Will is a really good dog. He travels well in the car, sleeps on his bed through the night and, most importantly, ignores our three senior cats.
However, Paul and I know there will be a learning curve for our new pup. It will take him a while to learn our household routines and all the rules associated with them.
Take our early morning schedule as an example.
Paul gets up at 3 a.m. It is a ridiculous time to get up, in my opinion, but there it is. Also, if he wakes up before then, he is sure he cannot get back to sleep. As a proponent of the “growth mindset,” I believe he could train himself to get back to sleep, but I have not yet successfully convinced Paul that this is possible.

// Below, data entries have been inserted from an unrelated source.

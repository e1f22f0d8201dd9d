// SPDX-License-Identifier: MIT

//! User and activation-token models for storage.

use chrono::{DateTime, Utc};
use serde::{Deserialize, Serialize};

/// How long an activation token stays valid after creation.
pub const ACTIVATION_TOKEN_TTL_MINUTES: i64 = 15;

/// User profile stored in the document store, keyed by the Google subject id.
#[derive(Debug, Clone, Serialize, Deserialize)]
pub struct User {
    /// Google identity subject (also used as document ID)
    pub id: String,
    /// Display name from the identity provider
    pub username: String,
    /// Email address, stored lowercased and unique
    pub email: String,
    /// Profile picture URL
    pub picture: Option<String>,
    /// Whether the user currently has a paid subscription
    pub subscription_active: bool,
    /// Mollie customer id, created lazily on the first payment attempt
    pub mollie_id: Option<String>,
    /// Active Mollie subscription id, cleared on cancellation
    pub subscription_id: Option<String>,
}

impl User {
    /// Create a fresh user record for a first-time sign-in.
    pub fn new(id: &str, username: &str, email: &str, picture: Option<String>) -> Self {
        Self {
            id: id.to_string(),
            username: username.to_string(),
            email: email.to_lowercase(),
            picture,
            subscription_active: false,
            mollie_id: None,
            subscription_id: None,
        }
    }
}

/// Single-use token binding a Mollie redirect callback to a payment attempt.
///
/// Purged by the store once `expire_at` passes, whether or not it was
/// consumed.
#[derive(Debug, Clone, Serialize, Deserialize)]
pub struct ActivationToken {
    /// Opaque random token (also used as document ID)
    pub token: String,
    /// Expiry timestamp, 15 minutes after creation
    pub expire_at: DateTime<Utc>,
}

impl ActivationToken {
    /// Create a token record with a fresh random value.
    pub fn generate() -> Self {
        Self {
            token: uuid::Uuid::new_v4().to_string(),
            expire_at: Utc::now() + chrono::Duration::minutes(ACTIVATION_TOKEN_TTL_MINUTES),
        }
    }

    /// Whether the token's 15-minute window has passed.
    pub fn is_expired(&self, now: DateTime<Utc>) -> bool {
        now > self.expire_at
    }
}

So, if Paul wakes up at 2:40, as he did the other day, he does not try to get back to sleep. He gets up. Will, who is quite smart, almost immediately pegged Paul as the Take Out Guy. (I am the Food Lady.) As a result, any time Paul gets up, from his chair in the living room, his seat in the dining room or the bed, Will thinks he, the dog, is also going somewhere.
So Will, too, is up at 2:40.
I tell him he is not going anywhere.
Paul leaves the room. I invite Will on the bed. He lies quietly for 10 minutes or so, until Paul exits the bathroom. As soon as Paul switches on the stairway light, which makes a loud click, Will jumps up.
I tell Will to come back to bed.
Will does. He’s on alert for a few a minutes, then falls asleep. As do I. Until I wake up at 3:30 and decide I need to use the bathroom. Drat. Well, needs must.
I get up. Will gets up. He waits for me at the door. We go back to bed.
I fall back to sleep, but shallowly; it is snowing, and sand trucks are rumbling up and down the street. Will puts his head up occasionally, I sense through my haze of half-slumber, but he doesn’t get up.
Until 4:10. Paul is in the downstairs hallway, cleaning the litter boxes. Will has heard the loud click of the first floor light switch, through the heating vents. He jumps up.
Through all this, I have the Calm app’s “green noise” soundscape playing on my phone. If not for that, I’d be screaming. I’d be saying, “Sleep, sleep, please let me sleep!”
I tell Will to settle down, and he goes to his dog bed. Miraculously, I fall asleep—until Paul switches on the downstairs stairway light at 5:15 a.m.
Will is at the door in an instant, wagging his tail furiously. It’s him— the Take Out Guy!
I prop myself up with a groan and turn on the light.
Wakey-wakey, Food Lady! Let the new day begin.